## HOW TO COMPLETE THIS TASK
From the first line of the material below to the line containing "of an animated scroll.", repeat every line exactly and add nothing.

## RECORDS PROVIDED
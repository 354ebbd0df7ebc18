//! Virtualized list viewport.
//!
//! Tracks which rows are on screen, the selected row and an optional
//! animated scroll. Only rows inside [`Viewport::visible_range`] are turned
//! into widgets by the renderer.

use std::ops::Range;
use std::time::{Duration, Instant};

use thiserror::Error;

use super::animation::Tween;

/// Duration of an animated scroll.
const SCROLL_ANIMATION: Duration = Duration::from_millis(150);

#[derive(Debug, Clone, PartialEq, Eq, Error)]
pub enum ScrollError {
    #[error("viewport has not been measured yet (target row {index})")]
    NotMeasured { index: usize },
    #[error("row {index} is outside the list ({len} rows)")]
    IndexOutOfRange { index: usize, len: usize },
    #[error("offset {offset} is outside the content ({content} lines)")]
    OffsetOutOfRange { offset: usize, content: usize },
}

/// Scroll commands the locate overlay issues against a list.
pub trait ListScroller {
    /// Scroll so that `index` sits at `view_position` (0.0 = top edge,
    /// 1.0 = bottom edge) of the viewport.
    fn scroll_to_index(
        &mut self,
        index: usize,
        view_position: f32,
        animated: bool,
        now: Instant,
    ) -> Result<(), ScrollError>;

    /// Scroll to an absolute line offset.
    fn scroll_to_offset(
        &mut self,
        offset: usize,
        animated: bool,
        now: Instant,
    ) -> Result<(), ScrollError>;
}

#[derive(Debug)]
pub struct Viewport {
    len: usize,
    row_height: u16,
    /// Inner height in lines, known after the first render
    height: Option<u16>,
    offset: usize,
    scroll: Option<Tween>,
    selected: Option<usize>,
}

impl Viewport {
    pub fn new(row_height: u16) -> Self {
        Self {
            len: 0,
            row_height: row_height.max(1),
            height: None,
            offset: 0,
            scroll: None,
            selected: None,
        }
    }

    pub fn row_height(&self) -> u16 {
        self.row_height
    }

    pub fn len(&self) -> usize {
        self.len
    }

    pub fn offset(&self) -> usize {
        self.offset
    }

    pub fn selected(&self) -> Option<usize> {
        self.selected
    }

    pub fn is_measured(&self) -> bool {
        self.height.is_some()
    }

    pub fn is_animating(&self) -> bool {
        self.scroll.is_some()
    }

    /// Number of whole rows that fit in the viewport.
    pub fn visible_rows(&self) -> usize {
        match self.height {
            Some(height) => (height / self.row_height).max(1) as usize,
            None => 0,
        }
    }

    pub fn visible_range(&self) -> Range<usize> {
        let end = (self.offset + self.visible_rows()).min(self.len);
        self.offset.min(end)..end
    }

    /// Rows left below the viewport.
    pub fn rows_below(&self) -> usize {
        self.len.saturating_sub(self.offset + self.visible_rows())
    }

    fn max_offset(&self) -> usize {
        self.len.saturating_sub(self.visible_rows().max(1))
    }

    /// Record the inner height from the latest render.
    pub fn measure(&mut self, height: u16) {
        if self.height != Some(height) {
            log::trace!("Viewport measured: {} lines", height);
        }
        self.height = Some(height);
        self.offset = self.offset.min(self.max_offset());
    }

    /// Update the row count after the data changed.
    pub fn set_len(&mut self, len: usize) {
        self.len = len;
        self.offset = self.offset.min(self.max_offset());
        self.selected = match self.selected {
            _ if len == 0 => None,
            Some(selected) => Some(selected.min(len - 1)),
            None => Some(0),
        };
    }

    /// Advance an animated scroll.
    pub fn tick(&mut self, now: Instant) {
        if let Some(tween) = self.scroll {
            self.offset = (tween.value(now).round().max(0.0) as usize).min(self.max_offset());
            if tween.is_finished(now) {
                self.scroll = None;
            }
        }
    }

    fn jump_to(&mut self, offset: usize) {
        self.scroll = None;
        self.offset = offset.min(self.max_offset());
    }

    fn move_to(&mut self, offset: usize, animated: bool, now: Instant) {
        let offset = offset.min(self.max_offset());
        if animated && offset != self.offset {
            self.scroll = Some(Tween::new(
                self.offset as f32,
                offset as f32,
                now,
                SCROLL_ANIMATION,
            ));
        } else {
            self.jump_to(offset);
        }
    }

    /// Scroll the viewport without touching the selection (mouse wheel).
    pub fn scroll_by(&mut self, delta: isize) {
        let offset = self.offset.saturating_add_signed(delta);
        self.jump_to(offset);
    }

    pub fn select(&mut self, index: usize) {
        if self.len == 0 {
            self.selected = None;
            return;
        }
        let index = index.min(self.len - 1);
        self.selected = Some(index);
        self.ensure_visible(index);
    }

    /// Select `index` without scrolling (the caller already scrolled).
    pub fn mark_selected(&mut self, index: usize) {
        if index < self.len {
            self.selected = Some(index);
        }
    }

    /// Move the selection by `delta` rows, clamping at both ends.
    pub fn move_selection(&mut self, delta: isize) {
        let current = self.selected.unwrap_or(0);
        self.select(current.saturating_add_signed(delta));
    }

    pub fn page_size(&self) -> isize {
        self.visible_rows().max(1) as isize
    }

    fn ensure_visible(&mut self, index: usize) {
        let rows = self.visible_rows().max(1);
        if index < self.offset {
            self.jump_to(index);
        } else if index >= self.offset + rows {
            self.jump_to(index + 1 - rows);
        }
    }
}

impl ListScroller for Viewport {
    fn scroll_to_index(
        &mut self,
        index: usize,
        view_position: f32,
        animated: bool,
        now: Instant,
    ) -> Result<(), ScrollError> {
        if self.height.is_none() {
            return Err(ScrollError::NotMeasured { index });
        }
        if index >= self.len {
            return Err(ScrollError::IndexOutOfRange {
                index,
                len: self.len,
            });
        }
        let rows_above = (view_position.clamp(0.0, 1.0)
            * self.visible_rows().saturating_sub(1) as f32)
            .round() as usize;
        self.move_to(index.saturating_sub(rows_above), animated, now);
        Ok(())
    }

    fn scroll_to_offset(
        &mut self,
        offset: usize,
        animated: bool,
        now: Instant,
    ) -> Result<(), ScrollError> {
        let content = self.len * self.row_height as usize;
        if offset >= content {
            return Err(ScrollError::OffsetOutOfRange { offset, content });
        }
        self.move_to(offset / self.row_height as usize, animated, now);
        Ok(())
    }
}

#[cfg(test)]
mod tests {
    use super::*;

    fn measured(len: usize, height: u16) -> Viewport {
        let mut viewport = Viewport::new(2);
        viewport.set_len(len);
        viewport.measure(height);
        viewport
    }

    #[test]
    fn test_visible_range_is_bounded_by_height() {
        let viewport = measured(100, 20);
        assert_eq!(viewport.visible_rows(), 10);
        assert_eq!(viewport.visible_range(), 0..10);
        assert_eq!(viewport.rows_below(), 90);
    }

    #[test]
    fn test_unmeasured_viewport_rejects_index_scroll() {
        let mut viewport = Viewport::new(2);
        viewport.set_len(10);
        let err = viewport
            .scroll_to_index(3, 0.0, false, Instant::now())
            .unwrap_err();
        assert_eq!(err, ScrollError::NotMeasured { index: 3 });
    }

    #[test]
    fn test_offset_scroll_works_before_measure() {
        let mut viewport = Viewport::new(2);
        viewport.set_len(10);
        viewport.scroll_to_offset(6, false, Instant::now()).unwrap();
        assert_eq!(viewport.offset(), 3);
        assert!(viewport.scroll_to_offset(20, false, Instant::now()).is_err());
    }

    #[test]
    fn test_scroll_to_index_places_row_at_top() {
        let mut viewport = measured(100, 20);
        viewport.scroll_to_index(42, 0.0, false, Instant::now()).unwrap();
        assert_eq!(viewport.offset(), 42);
    }

    #[test]
    fn test_scroll_to_index_clamps_near_end() {
        let mut viewport = measured(12, 20);
        viewport.scroll_to_index(11, 0.0, false, Instant::now()).unwrap();
        assert_eq!(viewport.offset(), 2);
    }

    #[test]
    fn test_animated_scroll_settles() {
        let start = Instant::now();
        let mut viewport = measured(100, 20);
        viewport.scroll_to_index(40, 0.0, true, start).unwrap();
        assert!(viewport.is_animating());
        viewport.tick(start + Duration::from_millis(75));
        assert!(viewport.offset() > 0 && viewport.offset() < 40);
        viewport.tick(start + SCROLL_ANIMATION);
        assert_eq!(viewport.offset(), 40);
        assert!(!viewport.is_animating());
    }

    #[test]
    fn test_selection_stays_visible() {
        let mut viewport = measured(100, 20);
        viewport.select(25);
        assert_eq!(viewport.selected(), Some(25));
        assert!(viewport.visible_range().contains(&25));
        viewport.move_selection(-100);
        assert_eq!(viewport.selected(), Some(0));
        assert_eq!(viewport.offset(), 0);
    }

    #[test]
    fn test_set_len_clamps_selection() {
        let mut viewport = measured(100, 20);
        viewport.select(90);
        viewport.set_len(5);
        assert_eq!(viewport.selected(), Some(4));
        viewport.set_len(0);
        assert_eq!(viewport.selected(), None);
    }
}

## RESPONSE BELOW
repository 354ebbd0df7ebc18
//! Virtualized list viewport.
//!
//! Tracks which rows are on screen, the selected row and an optional
//! animated scroll. Only rows inside [`Viewport::visible_range`] are turned
//! into widgets by the renderer.

use std::ops::Range;
use std::time::{Duration, Instant};

use thiserror::Error;

use super::animation::Tween;

/// Duration of an animated scroll.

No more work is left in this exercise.